I need to add that, just because I have stated that “everything happens for a reason” that does not mean that I subscribe to the view that nothing can be influenced or changed. We all make choices every day and these are bound to affect whatever happens in the future. This, looking at it from a different perspective, is something that I have addressed in previous blog posts.

I have touched on the notion that everyone only ever makes correct decisions – it is only in retrospect that it is possible to see our own mistakes – and I have also discussed the fact that having the ability to go back and change any of those decisions is, on the balance of probability, not a good thing. The latter – the foolishness of spending time wishing “if only” – is applicable regardless of the desirability of the outcome. If you sit an exam, you will do the best that you can on that day, in those circumstances – the mark that you get 98%, 57% or 31% – anything – is an inevitable outcome of what you do on the day. The first may be viewed as a triumph – the last as a disaster – but what next?

Doesn’t matter what the mark is, the aim is to examine what was done well, what was not done well and do things better the next time. Don’t imagine that there are no lessons to be learned from a mark of 98% – aside from the “what happened to the other 2%” question that I would be tempted to ask 😉 – it may be appropriate to look at how you got that mark. I had a friend at University – in the particular course we were doing we didn’t get sight of our precise mark, we were simply graded, so I have no way of knowing how we compared exam to exam.

We both graduated with the degree – so we both achieved our “triumph” – it was clear, however, that his came at a considerable cost in terms of stress, worry, hard work, sleepless nights and so on – none of which I was particularly afflicted with!! From his point of view, he could look at that triumph and say “in future I can achieve my goals without the payment in terms of my quality of life in the lead up to the exam”. Our peer group had no qualms about his ability to get the degree, so the pressure he was putting on himself was clearly detrimental to his health – with no discernible payback! Here is an example where the so-called ‘triumph’ may have come at a cost that was unsustainable. So even a great triumph should yield lessons for the future – even if only how to repeat it!!

Finally, there is a sort of footnote – this is not directly about dealing with the ups and downs of life – it is more about the “lessons learned” bit after they have happened.

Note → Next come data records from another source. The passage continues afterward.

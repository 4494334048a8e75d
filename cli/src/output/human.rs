//! Human-readable terminal renderer.

use owo_colors::{OwoColorize as _, Style};
use preingest_common::{
    ConfigMode, Enforcement, FinalResult, Outcome, ValidationReport, ValidationResult,
};

use crate::application::services::catalogue::ProbeInfo;
use crate::output::{OutputContext, Styles};

/// Renders reports as human-readable terminal output using `OutputContext`.
pub struct HumanRenderer<'a> {
    ctx: &'a OutputContext,
}

impl<'a> HumanRenderer<'a> {
    #[must_use]
    pub fn new(ctx: &'a OutputContext) -> Self {
        Self { ctx }
    }

    /// Render the CLI version information.
    pub fn render_version(&self, version: &str) {
        if self.ctx.quiet {
            return;
        }
        println!("preingest {version}");
    }

    /// Render a full validation report. Outcomes are already in display order.
    pub fn render_report(&self, report: &ValidationReport, verbose: bool) {
        if self.ctx.quiet {
            return;
        }
        println!();
        self.ctx.header("Validation results");
        println!();
        for outcome in &report.outcomes {
            for line in outcome_lines(outcome, &self.ctx.styles, verbose) {
                println!("{line}");
            }
        }
        println!();
        let summary = &report.summary;
        println!(
            "  {}/{} Validations Passed",
            summary.pass_count, summary.total_count
        );
        let style = final_style(summary.final_result, &self.ctx.styles);
        println!(
            "  {} {}",
            format!("{}:", summary.final_result).style(style),
            summary.message
        );
        println!();
    }

    /// Render the single outcome of a failed operating system gate.
    pub fn render_gate(&self, outcome: &Outcome, verbose: bool) {
        let message = outcome
            .message
            .as_deref()
            .unwrap_or("Operating system check did not pass");
        self.ctx.error(message);
        if verbose && let Some(detail) = &outcome.verbose_message {
            self.ctx.kv("detail:", detail);
        }
    }

    /// Render the probe catalogue.
    pub fn render_probes(&self, probes: &[ProbeInfo]) {
        if self.ctx.quiet {
            return;
        }
        println!();
        self.ctx.header("Registered probes (run order)");
        println!();
        for probe in probes {
            let defaults = serde_json::Value::Object(probe.defaults.clone());
            println!(
                "  {:<20} {:<22} {:<12} {}",
                probe.id,
                probe.name,
                probe.enforcement.as_str(),
                defaults.to_string().style(self.ctx.styles.dim)
            );
        }
        println!();
        self.ctx
            .info("Write overrides to config.json, keyed by probe id.");
    }
}

/// Marker and style for one outcome.
fn marker(outcome: &Outcome, styles: &Styles) -> (&'static str, Style) {
    match (outcome.result, outcome.enforcement) {
        (ValidationResult::Pass, _) => ("✓", styles.success),
        (ValidationResult::Fail, Enforcement::Recommended) => ("!", styles.warning),
        (ValidationResult::Fail, Enforcement::Required) | (ValidationResult::Error, _) => {
            ("✗", styles.error)
        }
        (ValidationResult::NotRun, _) => ("-", styles.dim),
    }
}

fn final_style(result: FinalResult, styles: &Styles) -> Style {
    match result {
        FinalResult::Pass => styles.success,
        FinalResult::Fail | FinalResult::Error => styles.error,
    }
}

/// Lines printed for one outcome: a status line, then the message and, in
/// verbose mode, the detail.
pub(crate) fn outcome_lines(outcome: &Outcome, styles: &Styles, verbose: bool) -> Vec<String> {
    let (symbol, style) = marker(outcome, styles);
    let config = outcome
        .config_mode
        .map_or(String::new(), |mode| match mode {
            ConfigMode::Custom => format!("  {}", mode.style(styles.warning)),
            ConfigMode::Default => format!("  {}", mode.style(styles.dim)),
        });
    let result = format!("{:<8}", outcome.result.as_str());
    let enforcement = format!("{:<12}", outcome.enforcement.as_str());
    let mut lines = vec![format!(
        "  {} {:<22} {} {}{config}",
        symbol.style(style),
        outcome.name,
        result.style(style),
        enforcement.style(styles.dim),
    )];
    if let Some(message) = &outcome.message {
        lines.extend(message.lines().map(|l| format!("      {l}")));
    }
    if verbose && let Some(detail) = &outcome.verbose_message {
        lines.extend(
            detail
                .lines()
                .map(|l| format!("      {}", l.style(styles.dim))),
        );
    }
    lines
}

It is terribly attractive to look and see what we did that resulted in the outcome that presented itself. We must not forget that many times the outcome is decided by what we did NOT do in the lead up to the event. NOT doing something may be a conscious decision or it may be an omission and it is important to understand the difference.

I recall a friend (many years ago) who fell out with me because I was (allegedly) ignoring them. On examining my behaviour it was clear that my actions could be seen like that – however, I had made no conscious decision to ignore that friend – but equally I had made no real effort to contact them. This is a simplistic example, however it illustrates an instance where my actions were interpreted as deliberate, whilst the reality was that the mistake on my part was one of omission – I just hadn’t done anything – and in the circumstances that was a bad choice!! (even though it was in fact no choice at all!!)

We must always be careful about what we are not doing. Its easy to miss – and, of course, there are millions of things that we are not doing all the time. One or two of those millions may just be rather important. Contacting that friend you haven’t seen for a few days/weeks/ months; taking a break from work; delegating tasks to those more suited to carrying them out; saying “Thank You” to someone. There are myriad things that we might need to do that we omit to do.

So, in summary, things happen which will have good or bad effects on us – once they have happened we simply need to deal with the new situation as best we can – it is fine to bask in the glory for a short time, or to hang on to the grief – but as the saying goes “life goes on” – and the only situation that is worth dealing with is the one that you currently find yourself in. No “if only”s – no sense of having reached the pinnacle – just “how can we make the best of today’s situation”.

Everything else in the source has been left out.